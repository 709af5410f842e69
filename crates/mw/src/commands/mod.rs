//! CLI command implementations.

pub(crate) mod plugins;
pub(crate) mod render;
pub(crate) mod routes;

pub(crate) use render::RenderArgs;
pub(crate) use routes::RoutesArgs;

To do >> Print the whole listing once more, exactly as it stands.

Exercise response >>
repository 709af5410f842e69
filename crates/mw/src/commands/mod.rs
//! CLI command implementations.

pub(crate) mod plugins;
pub(crate) mod render;
pub(crate) mod routes;

pub(crate) use render::RenderArgs;
pub(crate) use routes::RoutesArgs;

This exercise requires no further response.